Try it - Please count the lines in the data below that hold the word "crate", and give only the number.

Records contained in a dataset:

____

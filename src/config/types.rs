//! Configuration Types
//!
//! All configuration structures with sensible defaults.
//! Supports global (~/.config/verigen/) and project (.verigen/) level configuration.

use serde::{Deserialize, Serialize};
use std::path::PathBuf;

use crate::constants::{network, pipeline, retry, sandbox};
use crate::types::{Result, VerigenError};

/// Root configuration structure
#[derive(Debug, Clone, Serialize, Deserialize)]
#[serde(default)]
pub struct Config {
    /// Configuration version
    pub version: String,

    /// Completion engine settings
    pub llm: LlmConfig,

    /// Generation pipeline settings
    pub pipeline: PipelineConfig,

    /// Sandbox executor settings
    pub sandbox: SandboxConfig,

    /// Plugin discovery and install settings
    pub plugins: PluginsConfig,

    /// Run recorder settings
    pub storage: StorageConfig,
}

impl Default for Config {
    fn default() -> Self {
        Self {
            version: "1.0".to_string(),
            llm: LlmConfig::default(),
            pipeline: PipelineConfig::default(),
            sandbox: SandboxConfig::default(),
            plugins: PluginsConfig::default(),
            storage: StorageConfig::default(),
        }
    }
}

impl Config {
    /// Validate configuration values are within acceptable ranges.
    /// Returns `VerigenError::Config` on validation failure.
    pub fn validate(&self) -> Result<()> {
        if !(0.0..=2.0).contains(&self.llm.temperature) {
            return Err(VerigenError::Config(format!(
                "LLM temperature must be between 0.0 and 2.0, got {}",
                self.llm.temperature
            )));
        }

        if self.llm.timeout_secs == 0 {
            return Err(VerigenError::Config(
                "LLM timeout_secs must be greater than 0".to_string(),
            ));
        }

        if !matches!(self.llm.provider.as_str(), "offline" | "openai" | "ollama") {
            return Err(VerigenError::Config(format!(
                "Unknown LLM provider '{}'. Supported: offline, openai, ollama",
                self.llm.provider
            )));
        }

        if self.pipeline.stage_timeout_secs == 0 {
            return Err(VerigenError::Config(
                "pipeline.stage_timeout_secs must be greater than 0".to_string(),
            ));
        }

        if self.sandbox.test_timeout_secs == 0 || self.sandbox.tool_timeout_secs == 0 {
            return Err(VerigenError::Config(
                "sandbox timeouts must be greater than 0".to_string(),
            ));
        }

        if let Some(cmd) = &self.sandbox.test_command
            && cmd.is_empty()
        {
            return Err(VerigenError::Config(
                "sandbox.test_command must name a program".to_string(),
            ));
        }

        Ok(())
    }
}

// =============================================================================
// LLM Configuration
// =============================================================================

/// Completion engine settings.
///
/// API keys are never serialized to output and are redacted in debug output.
#[derive(Clone, Serialize, Deserialize)]
#[serde(default)]
pub struct LlmConfig {
    /// Engine: "offline", "openai", "ollama"
    pub provider: String,

    /// Model name (engine-specific; empty means engine default)
    pub model: String,

    /// Custom API base URL
    pub api_base: Option<String>,

    /// API key; falls back to the engine's conventional env var
    #[serde(skip_serializing)]
    pub api_key: Option<String>,

    /// Request timeout in seconds
    pub timeout_secs: u64,

    /// Temperature (0.0 = deterministic)
    pub temperature: f32,

    /// Default maximum tokens per completion
    pub max_tokens: usize,

    /// Retries for retryable engine failures
    pub max_retries: u32,
}

impl std::fmt::Debug for LlmConfig {
    fn fmt(&self, f: &mut std::fmt::Formatter<'_>) -> std::fmt::Result {
        f.debug_struct("LlmConfig")
            .field("provider", &self.provider)
            .field("model", &self.model)
            .field("api_base", &self.api_base)
            .field("api_key", &self.api_key.as_ref().map(|_| "[REDACTED]"))
            .field("timeout_secs", &self.timeout_secs)
            .field("temperature", &self.temperature)
            .field("max_tokens", &self.max_tokens)
            .field("max_retries", &self.max_retries)
            .finish()
    }
}

impl Default for LlmConfig {
    fn default() -> Self {
        Self {
            provider: "offline".to_string(),
            model: String::new(),
            api_base: None,
            api_key: None,
            timeout_secs: network::DEFAULT_TIMEOUT_SECS,
            temperature: 0.2,
            max_tokens: 4096,
            max_retries: retry::DEFAULT_MAX_RETRIES,
        }
    }
}

// =============================================================================
// Pipeline Configuration
// =============================================================================

#[derive(Debug, Clone, Serialize, Deserialize)]
#[serde(default)]
pub struct PipelineConfig {
    /// Bound on Repair → Execute cycles
    pub max_repair_attempts: u32,

    /// Wall-clock budget for a single engine call
    pub stage_timeout_secs: u64,
}

impl Default for PipelineConfig {
    fn default() -> Self {
        Self {
            max_repair_attempts: pipeline::DEFAULT_MAX_REPAIR_ATTEMPTS,
            stage_timeout_secs: pipeline::DEFAULT_STAGE_TIMEOUT_SECS,
        }
    }
}

// =============================================================================
// Sandbox Configuration
// =============================================================================

#[derive(Debug, Clone, Serialize, Deserialize)]
#[serde(default)]
pub struct SandboxConfig {
    /// Test runner argv, e.g. `["npx", "vitest", "run", "--reporter=json"]`.
    /// When unset, tests are counted and reported by the simulated runner.
    pub test_command: Option<Vec<String>>,

    /// Write vitest config, setup file and test devDependencies into the
    /// workspace before running the test command
    pub write_runner_config: bool,

    /// Test run wall-clock limit
    pub test_timeout_secs: u64,

    /// Plugin tool wall-clock limit (manifest `timeout_ms` overrides)
    pub tool_timeout_secs: u64,

    /// Maximum stdout/stderr bytes kept for diagnostics
    pub max_output_bytes: usize,
}

impl Default for SandboxConfig {
    fn default() -> Self {
        Self {
            test_command: None,
            write_runner_config: true,
            test_timeout_secs: sandbox::DEFAULT_TEST_TIMEOUT_SECS,
            tool_timeout_secs: sandbox::DEFAULT_TOOL_TIMEOUT_SECS,
            max_output_bytes: sandbox::MAX_OUTPUT_BYTES,
        }
    }
}

// =============================================================================
// Plugins Configuration
// =============================================================================

#[derive(Debug, Clone, Serialize, Deserialize)]
#[serde(default)]
pub struct PluginsConfig {
    /// Directories scanned for `<name>/plugin.json`
    pub directories: Vec<PathBuf>,

    /// Where `plugin install` clones repositories
    pub install_dir: PathBuf,
}

impl Default for PluginsConfig {
    fn default() -> Self {
        let install_dir = PathBuf::from(".verigen/plugins");
        Self {
            directories: vec![install_dir.clone()],
            install_dir,
        }
    }
}

// =============================================================================
// Storage Configuration
// =============================================================================

#[derive(Debug, Clone, Serialize, Deserialize)]
#[serde(default)]
pub struct StorageConfig {
    /// SQLite database path
    pub database: PathBuf,
}

impl Default for StorageConfig {
    fn default() -> Self {
        Self {
            database: PathBuf::from(".verigen/runs.db"),
        }
    }
}

// =============================================================================
// Tests
// =============================================================================

#[cfg(test)]
mod tests {
    use super::*;

    #[test]
    fn test_default_config_is_valid() {
        let config = Config::default();
        assert!(config.validate().is_ok());
        assert_eq!(config.pipeline.max_repair_attempts, 2);
        assert_eq!(config.llm.provider, "offline");
        assert!(config.sandbox.test_command.is_none());
    }

    #[test]
    fn test_invalid_temperature() {
        let mut config = Config::default();
        config.llm.temperature = 3.0;
        assert!(config.validate().is_err());
    }

    #[test]
    fn test_unknown_provider() {
        let mut config = Config::default();
        config.llm.provider = "carrier-pigeon".to_string();
        assert!(config.validate().is_err());
    }

    #[test]
    fn test_empty_test_command() {
        let mut config = Config::default();
        config.sandbox.test_command = Some(Vec::new());
        assert!(config.validate().is_err());
    }

    #[test]
    fn test_api_key_redacted_and_not_serialized() {
        let config = LlmConfig {
            api_key: Some("sk-secret".to_string()),
            ..LlmConfig::default()
        };
        assert!(!format!("{:?}", config).contains("sk-secret"));
        let toml = toml::to_string(&config).unwrap();
        assert!(!toml.contains("sk-secret"));
    }
}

____

Expected answer - 2